**Work instruction**
For every line below, set down an identical copy.

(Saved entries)
----------------------------------------

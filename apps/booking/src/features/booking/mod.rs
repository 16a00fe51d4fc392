//! Booking domain: the draft a visitor fills in, the request shipped to the
//! backend, and the money/date helpers the confirmation page derives from.

mod store;
mod types;

pub(crate) use store::{provide_booking_store, use_booking_store};
pub(crate) use types::{format_eur, BookingDraft, BookingErrors, BookingRequest, RoomType};
pub mod server;

use std::path::PathBuf;

#[derive(Debug)]
pub enum Action {
    Server {
        port: u16,
        assets: PathBuf,
        mode: String,
    },
}
//! Auth package for the albergue front-ends. Wraps the hosted identity
//! provider behind a small surface: a context provider that hydrates the
//! session once on mount, redirect-based sign-in/sign-out, and the
//! protected-route gate every app composes around. Only non-sensitive profile
//! claims are kept in memory; credentials and tokens stay with the provider.

pub mod client;
pub mod config;
pub mod gate;
pub mod state;
pub mod types;

pub use config::AuthConfig;
pub use gate::{decide, GateDecision, ProtectedRoute};
pub use state::{use_auth, AuthContext, AuthProvider};
pub use types::{AuthSnapshot, AuthUser};
//! Guest registration form. Validation runs on submit; the submission result
//! is surfaced with an alert either way.

use crate::features::registration::{
    client, DocumentType, RegistrationDraft, RegistrationErrors, RegistrationRequest,
};
use albergue_client::AppError;
use albergue_ui::{
    Alert, AlertKind, Button, Card, CardContent, CardHeader, CardTitle, Footer, SelectInput,
    Spinner, TextInput,
};
use leptos::ev::SubmitEvent;
use leptos::prelude::*;

static COUNTRY_PREFIXES: [(&str, &str); 4] = [
    ("+34", "España (+34)"),
    ("+33", "Francia (+33)"),
    ("+39", "Italia (+39)"),
    ("+44", "Reino Unido (+44)"),
];

#[derive(Clone, Copy, PartialEq, Eq)]
enum SubmitOutcome {
    Idle,
    Success,
}

#[component]
pub fn RegistrationPage() -> impl IntoView {
    view! {
        <div class="flex min-h-screen flex-col">
            <div class="container mx-auto max-w-2xl flex-1 px-4 py-8">
                <Card>
                    <CardHeader>
                        <CardTitle>"Registro de peregrinos"</CardTitle>
                    </CardHeader>
                    <CardContent>
                        <RegistrationForm />
                    </CardContent>
                </Card>
            </div>
            <Footer />
        </div>
    }
}

#[component]
fn RegistrationForm() -> impl IntoView {
    let (full_name, set_full_name) = signal(String::new());
    let (document_type, set_document_type) = signal(DocumentType::Dni.value().to_string());
    let (document_number, set_document_number) = signal(String::new());
    let (prefix, set_prefix) = signal("+34".to_string());
    let (phone, set_phone) = signal(String::new());
    let (email, set_email) = signal(String::new());
    let (check_in, set_check_in) = signal(String::new());
    let (check_out, set_check_out) = signal(String::new());

    let errors = RwSignal::new(RegistrationErrors::default());
    let (outcome, set_outcome) = signal(SubmitOutcome::Idle);
    let (submit_error, set_submit_error) = signal::<Option<AppError>>(None);

    let submit_action = Action::new_local(move |request: &RegistrationRequest| {
        let request = request.clone();
        async move { client::submit_registration(&request).await }
    });

    Effect::new(move |_| {
        if let Some(result) = submit_action.value().get() {
            match result {
                Ok(()) => set_outcome.set(SubmitOutcome::Success),
                Err(err) => set_submit_error.set(Some(err)),
            }
        }
    });

    let on_submit = move |event: SubmitEvent| {
        event.prevent_default();
        set_outcome.set(SubmitOutcome::Idle);
        set_submit_error.set(None);

        let draft = RegistrationDraft {
            full_name: full_name.get_untracked(),
            document_type: DocumentType::from_value(&document_type.get_untracked())
                .unwrap_or(DocumentType::Dni),
            document_number: document_number.get_untracked(),
            phone: format!(
                "{} {}",
                prefix.get_untracked(),
                phone.get_untracked().trim()
            ),
            email: email.get_untracked(),
            check_in: check_in.get_untracked(),
            check_out: check_out.get_untracked(),
        };

        let validation = draft.validate();
        if validation.is_empty() {
            errors.set(RegistrationErrors::default());
            submit_action.dispatch(draft.to_request());
        } else {
            errors.set(validation);
        }
    };

    view! {
        <form on:submit=on_submit>
            <TextInput
                id="full-name"
                label="Nombre completo"
                value=full_name
                on_input=Callback::new(move |value| set_full_name.set(value))
                error=Signal::derive(move || errors.get().full_name)
            />
            <SelectInput
                id="document-type"
                label="Documento"
                options=vec![
                    (
                        DocumentType::Dni.value().to_string(),
                        DocumentType::Dni.label().to_string(),
                    ),
                    (
                        DocumentType::Nie.value().to_string(),
                        DocumentType::Nie.label().to_string(),
                    ),
                    (
                        DocumentType::Passport.value().to_string(),
                        DocumentType::Passport.label().to_string(),
                    ),
                ]
                value=document_type
                on_change=Callback::new(move |value| set_document_type.set(value))
            />
            <TextInput
                id="document-number"
                label="Número de documento"
                placeholder="Ej: 12345678Z"
                value=document_number
                on_input=Callback::new(move |value| set_document_number.set(value))
                error=Signal::derive(move || errors.get().document_number)
            />
            <SelectInput
                id="phone-prefix"
                label="Código de país"
                options={
                    COUNTRY_PREFIXES
                        .iter()
                        .map(|(value, label)| (value.to_string(), label.to_string()))
                        .collect::<Vec<_>>()
                }
                value=prefix
                on_change=Callback::new(move |value| set_prefix.set(value))
            />
            <TextInput
                id="phone"
                label="Teléfono"
                input_type="tel"
                value=phone
                on_input=Callback::new(move |value| set_phone.set(value))
                error=Signal::derive(move || errors.get().phone)
            />
            <TextInput
                id="email"
                label="Email"
                input_type="email"
                value=email
                on_input=Callback::new(move |value| set_email.set(value))
                error=Signal::derive(move || errors.get().email)
            />
            <TextInput
                id="check-in"
                label="Fecha de entrada"
                input_type="date"
                value=check_in
                on_input=Callback::new(move |value| set_check_in.set(value))
            />
            <TextInput
                id="check-out"
                label="Fecha de salida"
                input_type="date"
                value=check_out
                on_input=Callback::new(move |value| set_check_out.set(value))
                error=Signal::derive(move || errors.get().check_out)
            />
            <div class="flex items-center gap-4">
                <Button button_type="submit" disabled=submit_action.pending()>
                    "Registrar"
                </Button>
                {move || {
                    submit_action
                        .pending()
                        .get()
                        .then_some(view! { <Spinner /> })
                }}
            </div>
            {move || {
                (outcome.get() == SubmitOutcome::Success).then_some(view! {
                    <div class="mt-4">
                        <Alert
                            kind=AlertKind::Success
                            message="Registration received. ¡Buen Camino!"
                        />
                    </div>
                })
            }}
            {move || {
                submit_error
                    .get()
                    .map(|err| {
                        view! {
                            <div class="mt-4">
                                <Alert kind=AlertKind::Error message=err.to_string() />
                            </div>
                        }
                    })
            }}
        </form>
    }
}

----------------------------------------

**The answer**
filename apps/booking/src/features/booking/mod.rs
repository 16a00fe51d4fc392
//! Booking domain: the draft a visitor fills in, the request shipped to the
//! backend, and the money/date helpers the confirmation page derives from.

mod store;
mod types;

pub(crate) use store::{provide_booking_store, use_booking_store};
pub(crate) use types::{format_eur, BookingDraft, BookingErrors, BookingRequest, RoomType};
pub mod server;

use std::path::PathBuf;

#[derive(Debug)]
pub enum Action {
    Server {
        port: u16,
        assets: PathBuf,
        mode: String,
    },
}
//! Auth package for the albergue front-ends. Wraps the hosted identity
//! provider behind a small surface: a context provider that hydrates the
//! session once on mount, redirect-based sign-in/sign-out, and the
//! protected-route gate every app composes around. Only non-sensitive profile
//! claims are kept in memory; credentials and tokens stay with the provider.

pub mod client;
pub mod config;
pub mod gate;
pub mod state;
pub mod types;

pub use config::AuthConfig;
pub use gate::{decide, GateDecision, ProtectedRoute};
pub use state::{use_auth, AuthContext, AuthProvider};
pub use types::{AuthSnapshot, AuthUser};
//! Guest registration form. Validation runs on submit; the submission result
//! is surfaced with an alert either way.

use crate::features::registration::{
    client, DocumentType, RegistrationDraft, RegistrationErrors, RegistrationRequest,
};
use albergue_client::AppError;
use albergue_ui::{
    Alert, AlertKind, Button, Card, CardContent, CardHeader, CardTitle, Footer, SelectInput,
    Spinner, TextInput,
};
use leptos::ev::SubmitEvent;
use leptos::prelude::*;

static COUNTRY_PREFIXES: [(&str, &str); 4] = [
    ("+34", "España (+34)"),
    ("+33", "Francia (+33)"),
    ("+39", "Italia (+39)"),
    ("+44", "Reino Unido (+44)"),
];

#[derive(Clone, Copy, PartialEq, Eq)]
enum SubmitOutcome {
    Idle,
    Success,
}

#[component]
pub fn RegistrationPage() -> impl IntoView {
    view! {
        <div class="flex min-h-screen flex-col">
            <div class="container mx-auto max-w-2xl flex-1 px-4 py-8">
                <Card>
                    <CardHeader>
                        <CardTitle>"Registro de peregrinos"</CardTitle>
                    </CardHeader>
                    <CardContent>
                        <RegistrationForm />
                    </CardContent>
                </Card>
            </div>
            <Footer />
        </div>
    }
}

#[component]
fn RegistrationForm() -> impl IntoView {
    let (full_name, set_full_name) = signal(String::new());
    let (document_type, set_document_type) = signal(DocumentType::Dni.value().to_string());
    let (document_number, set_document_number) = signal(String::new());
    let (prefix, set_prefix) = signal("+34".to_string());
    let (phone, set_phone) = signal(String::new());
    let (email, set_email) = signal(String::new());
    let (check_in, set_check_in) = signal(String::new());
    let (check_out, set_check_out) = signal(String::new());

    let errors = RwSignal::new(RegistrationErrors::default());
    let (outcome, set_outcome) = signal(SubmitOutcome::Idle);
    let (submit_error, set_submit_error) = signal::<Option<AppError>>(None);

    let submit_action = Action::new_local(move |request: &RegistrationRequest| {
        let request = request.clone();
        async move { client::submit_registration(&request).await }
    });

    Effect::new(move |_| {
        if let Some(result) = submit_action.value().get() {
            match result {
                Ok(()) => set_outcome.set(SubmitOutcome::Success),
                Err(err) => set_submit_error.set(Some(err)),
            }
        }
    });

    let on_submit = move |event: SubmitEvent| {
        event.prevent_default();
        set_outcome.set(SubmitOutcome::Idle);
        set_submit_error.set(None);

        let draft = RegistrationDraft {
            full_name: full_name.get_untracked(),
            document_type: DocumentType::from_value(&document_type.get_untracked())
                .unwrap_or(DocumentType::Dni),
            document_number: document_number.get_untracked(),
            phone: format!(
                "{} {}",
                prefix.get_untracked(),
                phone.get_untracked().trim()
            ),
            email: email.get_untracked(),
            check_in: check_in.get_untracked(),
            check_out: check_out.get_untracked(),
        };

        let validation = draft.validate();
        if validation.is_empty() {
            errors.set(RegistrationErrors::default());
            submit_action.dispatch(draft.to_request());
        } else {
            errors.set(validation);
        }
    };

    view! {
        <form on:submit=on_submit>
            <TextInput
                id="full-name"
                label="Nombre completo"
                value=full_name
                on_input=Callback::new(move |value| set_full_name.set(value))
                error=Signal::derive(move || errors.get().full_name)
            />
            <SelectInput
                id="document-type"
                label="Documento"
                options=vec![
                    (
                        DocumentType::Dni.value().to_string(),
                        DocumentType::Dni.label().to_string(),
                    ),
                    (
                        DocumentType::Nie.value().to_string(),
                        DocumentType::Nie.label().to_string(),
                    ),
                    (
                        DocumentType::Passport.value().to_string(),
                        DocumentType::Passport.label().to_string(),
                    ),
                ]
                value=document_type
                on_change=Callback::new(move |value| set_document_type.set(value))
            />
            <TextInput
                id="document-number"
                label="Número de documento"
                placeholder="Ej: 12345678Z"
                value=document_number
                on_input=Callback::new(move |value| set_document_number.set(value))
                error=Signal::derive(move || errors.get().document_number)
            />
            <SelectInput
                id="phone-prefix"
                label="Código de país"
                options={
                    COUNTRY_PREFIXES
                        .iter()
                        .map(|(value, label)| (value.to_string(), label.to_string()))
                        .collect::<Vec<_>>()
                }
                value=prefix
                on_change=Callback::new(move |value| set_prefix.set(value))
            />
            <TextInput
                id="phone"
                label="Teléfono"
                input_type="tel"
                value=phone
                on_input=Callback::new(move |value| set_phone.set(value))
                error=Signal::derive(move || errors.get().phone)
            />
            <TextInput
                id="email"
                label="Email"
                input_type="email"
                value=email
                on_input=Callback::new(move |value| set_email.set(value))
                error=Signal::derive(move || errors.get().email)
            />
            <TextInput
                id="check-in"
                label="Fecha de entrada"
                input_type="date"
                value=check_in
                on_input=Callback::new(move |value| set_check_in.set(value))
            />
            <TextInput
                id="check-out"
                label="Fecha de salida"
                input_type="date"
                value=check_out
                on_input=Callback::new(move |value| set_check_out.set(value))
                error=Signal::derive(move || errors.get().check_out)
            />
            <div class="flex items-center gap-4">
                <Button button_type="submit" disabled=submit_action.pending()>
                    "Registrar"
                </Button>
                {move || {
                    submit_action
                        .pending()
                        .get()
                        .then_some(view! { <Spinner /> })
                }}
            </div>
            {move || {
                (outcome.get() == SubmitOutcome::Success).then_some(view! {
                    <div class="mt-4">
                        <Alert
                            kind=AlertKind::Success
                            message="Registration received. ¡Buen Camino!"
                        />
                    </div>
                })
            }}
            {move || {
                submit_error
                    .get()
                    .map(|err| {
                        view! {
                            <div class="mt-4">
                                <Alert kind=AlertKind::Error message=err.to_string() />
                            </div>
                        }
                    })
            }}
        </form>
    }
}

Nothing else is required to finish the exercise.